I didn't plainly say it was raining, or the *child* sighed because I wanted that to be sort of ambiguous and to passively introduce a human being in all of this. Besides, the whole story is about a hurricane... so I probably should have explained that. And the scuttling and silence was sort of reference to the quite before a storm. Foreshadowing...


So I should introduce people? There are four unnamed kids in a shack, does that work? What should I make the introduction longer?

quote:
Everyone in the hut held tight to one another, channeling life as if through body heat. "The closer the better," one said. If anyone wondered why, their concerns were muted as the roof turned into a wild animal, ripping apart.
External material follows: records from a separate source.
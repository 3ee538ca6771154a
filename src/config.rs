use config::{Config, ConfigError, Environment, File};
use serde::Deserialize;
use std::env;
use std::path::Path;
use thiserror::Error;
use tracing::{error, info};
use validator::Validate;

const DEFAULT_LOG_LEVEL: &str = "info";
const DEFAULT_ENV: &str = "development";
const DEFAULT_HOST: &str = "0.0.0.0";
const DEFAULT_PORT: u16 = 8080;
const DEFAULT_DATABASE_URL: &str = "sqlite://atelier.db?mode=rwc";
const DEFAULT_FORECAST_WINDOW_DAYS: u32 = 30;
const CONFIG_DIR: &str = "config";

/// Application configuration, built once at startup. All tunables live here;
/// nothing downstream reads the environment directly.
#[derive(Clone, Debug, Deserialize, Validate)]
#[serde(deny_unknown_fields)]
pub struct AppConfig {
    /// Database connection URL (sqlite or postgres)
    pub database_url: String,

    /// Server host address
    #[serde(default = "default_host")]
    pub host: String,

    /// Server port
    #[serde(default = "default_port")]
    #[validate(range(min = 1024, max = 65535))]
    pub port: u16,

    /// Application environment (development, test, production)
    #[serde(default = "default_env")]
    pub environment: String,

    /// Logging level
    #[serde(default = "default_log_level")]
    pub log_level: String,

    /// Log in JSON format (structured logging)
    #[serde(default)]
    pub log_json: bool,

    /// Whether to run database migrations on startup
    #[serde(default)]
    pub auto_migrate: bool,

    /// Trailing window used by usage averaging when a request does not
    /// override it.
    #[serde(default = "default_forecast_window_days")]
    #[validate(range(min = 1, max = 365))]
    pub forecast_window_days: u32,

    /// Maximum database connections in the pool
    #[serde(default = "default_db_max_connections")]
    pub db_max_connections: u32,

    /// Minimum database connections in the pool
    #[serde(default = "default_db_min_connections")]
    pub db_min_connections: u32,
}

fn default_host() -> String {
    DEFAULT_HOST.to_string()
}
fn default_port() -> u16 {
    DEFAULT_PORT
}
fn default_env() -> String {
    DEFAULT_ENV.to_string()
}
fn default_log_level() -> String {
    DEFAULT_LOG_LEVEL.to_string()
}
fn default_forecast_window_days() -> u32 {
    DEFAULT_FORECAST_WINDOW_DAYS
}
fn default_db_max_connections() -> u32 {
    10
}
fn default_db_min_connections() -> u32 {
    1
}

impl AppConfig {
    /// Programmatic constructor, used by tests and tooling.
    pub fn new(database_url: impl Into<String>, host: impl Into<String>, port: u16) -> Self {
        Self {
            database_url: database_url.into(),
            host: host.into(),
            port,
            environment: "test".to_string(),
            log_level: DEFAULT_LOG_LEVEL.to_string(),
            log_json: false,
            auto_migrate: false,
            forecast_window_days: DEFAULT_FORECAST_WINDOW_DAYS,
            db_max_connections: 5,
            db_min_connections: 1,
        }
    }

    pub fn bind_addr(&self) -> String {
        format!("{}:{}", self.host, self.port)
    }
}

#[derive(Debug, Error)]
pub enum AppConfigError {
    #[error("configuration load error: {0}")]
    Load(#[from] ConfigError),
    #[error("configuration validation error: {0}")]
    Validation(#[from] validator::ValidationErrors),
}

/// Loads application configuration.
///
/// Sources are layered in order: built-in defaults, `config/default.toml`,
/// `config/{env}.toml`, then `APP__`-prefixed environment variables
/// (e.g. `APP__DATABASE_URL`, `APP__FORECAST_WINDOW_DAYS`).
pub fn load_config() -> Result<AppConfig, AppConfigError> {
    let run_env = env::var("RUN_ENV")
        .or_else(|_| env::var("APP_ENV"))
        .unwrap_or_else(|_| DEFAULT_ENV.to_string());
    info!("Loading configuration for environment: {}", run_env);

    if !Path::new(CONFIG_DIR).exists() {
        info!(
            "Config directory '{}' not found; relying on built-in defaults and environment variables",
            CONFIG_DIR
        );
    }

    let config = Config::builder()
        .set_default("database_url", DEFAULT_DATABASE_URL)?
        .set_default("host", DEFAULT_HOST)?
        .set_default("port", DEFAULT_PORT as i64)?
        .set_default("environment", DEFAULT_ENV)?
        .set_default("log_level", DEFAULT_LOG_LEVEL)?
        .add_source(File::with_name(&format!("{}/default", CONFIG_DIR)).required(false))
        .add_source(File::with_name(&format!("{}/{}", CONFIG_DIR, run_env)).required(false))
        .add_source(Environment::with_prefix("APP").separator("__"))
        .build()?;

    let app_config: AppConfig = config.try_deserialize()?;

    app_config.validate().map_err(|e| {
        error!("Configuration validation failed: {:?}", e);
        AppConfigError::Validation(e)
    })?;

    info!("Configuration loaded successfully");
    Ok(app_config)
}

/// Installs the global tracing subscriber. Respects `RUST_LOG` when set.
pub fn init_tracing(level: &str, json: bool) {
    use tracing_subscriber::fmt;

    let default_directive = format!("atelier_api={},tower_http=debug", level);
    let filter_directive = env::var("RUST_LOG")
        .ok()
        .filter(|s| !s.trim().is_empty())
        .unwrap_or(default_directive);

    if json {
        let _ = fmt().with_env_filter(filter_directive).json().try_init();
    } else {
        let _ = fmt().with_env_filter(filter_directive).try_init();
    }
}
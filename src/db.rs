use crate::config::AppConfig;
use sea_orm::{ConnectOptions, Database, DatabaseConnection, DbErr};
use sea_orm_migration::MigratorTrait;
use std::time::Duration;
use tracing::info;

/// Type alias for a database connection pool
pub type DbPool = DatabaseConnection;

/// Establishes a connection pool using the application configuration.
pub async fn connect(config: &AppConfig) -> Result<DbPool, DbErr> {
    let mut options = ConnectOptions::new(config.database_url.clone());
    options
        .max_connections(config.db_max_connections)
        .min_connections(config.db_min_connections)
        .connect_timeout(Duration::from_secs(30))
        .acquire_timeout(Duration::from_secs(8))
        .idle_timeout(Duration::from_secs(600))
        .sqlx_logging(true);

    info!("Connecting to database");
    let pool = Database::connect(options).await?;
    info!("Database connection established");
    Ok(pool)
}

/// Runs all pending migrations against the given connection.
pub async fn run_migrations(db: &DatabaseConnection) -> Result<(), DbErr> {
    info!("Running database migrations");
    crate::migrator::Migrator::up(db, None).await?;
    info!("Database migrations complete");
    Ok(())
}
Suicidal, it sliced itself to fanning shreds as it desperately threatened to carve the children. Its jaws flew open like the gaping gates of hell and like a wicked beast it howled so deep and foul, the boys and girls scattered in fear of the jagged, flailing fangs. The daggers loomed and lurched overhead, seizing in the wind, shimming with a full vocabulary of horrible speeches. All the children buried their heads into the chest of the oldest holding tight, knuckles brown and soaked as their clothes were ravaged by the winds and glassy sand. What will we do? The platform, in response, decided it was best to leave them all stranded. It began to huff as its knees buckled at the screws and were torn to splintering shards that splashed and sprayed suspended before them, then shimmering, were gone.

Now, I'm new to this place so if I've just done anything incredibly remedial, forgive me.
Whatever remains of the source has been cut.